--- Records ---

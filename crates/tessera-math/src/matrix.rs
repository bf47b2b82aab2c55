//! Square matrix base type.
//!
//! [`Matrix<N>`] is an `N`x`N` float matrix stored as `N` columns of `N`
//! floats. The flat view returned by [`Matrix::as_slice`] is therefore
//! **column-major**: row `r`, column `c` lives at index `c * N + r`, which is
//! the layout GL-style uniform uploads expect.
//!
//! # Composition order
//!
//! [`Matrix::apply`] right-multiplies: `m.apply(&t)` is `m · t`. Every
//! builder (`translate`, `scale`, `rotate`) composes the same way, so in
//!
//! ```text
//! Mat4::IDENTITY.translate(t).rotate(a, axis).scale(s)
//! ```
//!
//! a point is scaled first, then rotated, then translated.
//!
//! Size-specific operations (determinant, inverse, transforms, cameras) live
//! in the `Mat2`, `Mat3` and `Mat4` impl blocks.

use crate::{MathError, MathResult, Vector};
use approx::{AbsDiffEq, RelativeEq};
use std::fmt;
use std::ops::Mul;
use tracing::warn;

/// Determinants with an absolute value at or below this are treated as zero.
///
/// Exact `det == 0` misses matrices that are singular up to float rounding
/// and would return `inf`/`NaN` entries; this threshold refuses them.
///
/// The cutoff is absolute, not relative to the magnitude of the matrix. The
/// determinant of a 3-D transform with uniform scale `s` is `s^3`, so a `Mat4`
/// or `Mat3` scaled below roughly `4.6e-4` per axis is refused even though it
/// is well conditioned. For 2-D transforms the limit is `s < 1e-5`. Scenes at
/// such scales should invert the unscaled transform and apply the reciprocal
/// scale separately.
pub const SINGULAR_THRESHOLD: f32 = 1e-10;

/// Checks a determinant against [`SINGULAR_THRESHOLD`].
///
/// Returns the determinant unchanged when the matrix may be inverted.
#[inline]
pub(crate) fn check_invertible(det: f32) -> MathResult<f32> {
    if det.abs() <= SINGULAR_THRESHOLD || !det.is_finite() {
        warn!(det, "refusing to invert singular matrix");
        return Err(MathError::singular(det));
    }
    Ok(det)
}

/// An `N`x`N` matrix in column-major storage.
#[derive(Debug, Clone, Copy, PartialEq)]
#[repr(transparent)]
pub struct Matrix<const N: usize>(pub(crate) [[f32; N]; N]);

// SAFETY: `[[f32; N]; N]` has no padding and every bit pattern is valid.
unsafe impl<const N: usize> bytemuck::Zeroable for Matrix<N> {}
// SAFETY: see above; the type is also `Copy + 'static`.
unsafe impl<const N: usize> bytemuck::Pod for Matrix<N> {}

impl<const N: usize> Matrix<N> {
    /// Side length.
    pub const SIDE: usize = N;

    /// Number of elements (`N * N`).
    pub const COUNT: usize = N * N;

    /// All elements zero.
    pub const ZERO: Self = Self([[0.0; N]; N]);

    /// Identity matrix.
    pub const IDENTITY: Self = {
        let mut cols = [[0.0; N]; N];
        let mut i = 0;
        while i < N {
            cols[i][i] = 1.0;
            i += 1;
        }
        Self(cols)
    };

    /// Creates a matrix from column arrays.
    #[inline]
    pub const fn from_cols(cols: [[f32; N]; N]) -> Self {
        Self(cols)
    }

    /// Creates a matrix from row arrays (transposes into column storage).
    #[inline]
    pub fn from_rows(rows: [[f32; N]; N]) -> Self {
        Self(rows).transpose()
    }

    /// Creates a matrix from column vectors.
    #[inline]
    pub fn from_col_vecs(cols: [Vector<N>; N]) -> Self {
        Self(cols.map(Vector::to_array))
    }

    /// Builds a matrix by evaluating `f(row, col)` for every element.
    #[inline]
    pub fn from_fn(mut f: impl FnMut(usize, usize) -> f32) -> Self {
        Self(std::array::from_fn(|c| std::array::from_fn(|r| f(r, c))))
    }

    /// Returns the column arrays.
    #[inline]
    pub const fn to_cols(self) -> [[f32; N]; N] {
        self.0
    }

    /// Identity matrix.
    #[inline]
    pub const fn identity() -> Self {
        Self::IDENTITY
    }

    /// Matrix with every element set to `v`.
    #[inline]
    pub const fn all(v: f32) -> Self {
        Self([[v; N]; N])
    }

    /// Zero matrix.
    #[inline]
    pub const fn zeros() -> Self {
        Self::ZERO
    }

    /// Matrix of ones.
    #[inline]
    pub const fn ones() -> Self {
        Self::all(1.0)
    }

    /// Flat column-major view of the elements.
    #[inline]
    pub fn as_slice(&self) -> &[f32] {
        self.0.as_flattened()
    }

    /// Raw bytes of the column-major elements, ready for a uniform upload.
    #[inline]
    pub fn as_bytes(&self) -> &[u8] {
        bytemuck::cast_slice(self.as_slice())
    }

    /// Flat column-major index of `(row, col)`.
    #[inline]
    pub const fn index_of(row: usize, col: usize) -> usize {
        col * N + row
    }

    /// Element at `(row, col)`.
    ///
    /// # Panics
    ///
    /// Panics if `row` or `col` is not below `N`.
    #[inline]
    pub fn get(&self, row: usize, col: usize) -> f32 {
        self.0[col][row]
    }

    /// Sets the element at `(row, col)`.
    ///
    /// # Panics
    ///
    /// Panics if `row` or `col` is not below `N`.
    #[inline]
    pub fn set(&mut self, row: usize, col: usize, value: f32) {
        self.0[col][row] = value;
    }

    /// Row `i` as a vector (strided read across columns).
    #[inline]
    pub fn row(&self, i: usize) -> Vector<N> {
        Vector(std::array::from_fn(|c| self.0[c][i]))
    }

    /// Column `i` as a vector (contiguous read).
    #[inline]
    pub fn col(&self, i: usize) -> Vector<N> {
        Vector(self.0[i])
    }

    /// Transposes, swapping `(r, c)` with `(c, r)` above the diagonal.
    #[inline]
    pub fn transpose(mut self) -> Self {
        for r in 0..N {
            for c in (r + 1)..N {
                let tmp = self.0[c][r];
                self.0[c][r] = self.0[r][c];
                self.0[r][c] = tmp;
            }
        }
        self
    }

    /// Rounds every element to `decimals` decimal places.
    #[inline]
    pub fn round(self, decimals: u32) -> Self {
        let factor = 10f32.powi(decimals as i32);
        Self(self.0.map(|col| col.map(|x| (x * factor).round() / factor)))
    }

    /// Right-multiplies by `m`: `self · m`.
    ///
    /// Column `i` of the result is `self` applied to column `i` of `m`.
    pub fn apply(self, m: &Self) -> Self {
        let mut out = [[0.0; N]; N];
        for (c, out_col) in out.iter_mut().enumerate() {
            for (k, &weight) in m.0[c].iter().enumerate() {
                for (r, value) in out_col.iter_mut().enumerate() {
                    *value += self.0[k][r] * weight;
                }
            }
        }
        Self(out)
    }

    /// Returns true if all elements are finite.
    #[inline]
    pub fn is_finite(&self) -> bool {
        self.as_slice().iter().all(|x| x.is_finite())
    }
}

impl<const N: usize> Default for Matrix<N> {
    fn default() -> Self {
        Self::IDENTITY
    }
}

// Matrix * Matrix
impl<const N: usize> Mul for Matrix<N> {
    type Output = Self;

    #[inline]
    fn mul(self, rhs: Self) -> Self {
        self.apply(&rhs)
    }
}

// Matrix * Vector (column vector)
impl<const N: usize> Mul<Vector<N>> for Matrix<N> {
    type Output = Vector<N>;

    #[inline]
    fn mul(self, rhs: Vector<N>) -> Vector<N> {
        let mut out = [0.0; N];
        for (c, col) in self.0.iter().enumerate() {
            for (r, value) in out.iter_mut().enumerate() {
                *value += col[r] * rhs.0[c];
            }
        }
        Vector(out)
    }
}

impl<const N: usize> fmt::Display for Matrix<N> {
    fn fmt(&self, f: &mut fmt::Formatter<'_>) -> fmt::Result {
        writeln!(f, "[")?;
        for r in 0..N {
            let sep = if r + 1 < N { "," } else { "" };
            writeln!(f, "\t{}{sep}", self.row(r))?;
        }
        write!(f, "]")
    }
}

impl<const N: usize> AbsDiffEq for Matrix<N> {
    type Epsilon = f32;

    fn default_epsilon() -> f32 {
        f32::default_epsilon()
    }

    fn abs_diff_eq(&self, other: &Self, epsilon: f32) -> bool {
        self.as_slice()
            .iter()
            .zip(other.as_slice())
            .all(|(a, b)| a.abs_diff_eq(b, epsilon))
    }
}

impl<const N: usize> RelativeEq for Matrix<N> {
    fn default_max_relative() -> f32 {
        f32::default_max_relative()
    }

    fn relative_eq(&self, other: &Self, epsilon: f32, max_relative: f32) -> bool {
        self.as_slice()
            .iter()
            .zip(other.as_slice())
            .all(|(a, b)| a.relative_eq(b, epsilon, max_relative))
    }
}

---

#### [What you have to do]
All lines with the string "decimals" must be copied from the data.

#### [Written solution]
    /// Rounds every element to `decimals` decimal places.
    pub fn round(self, decimals: u32) -> Self {
        let factor = 10f32.powi(decimals as i32);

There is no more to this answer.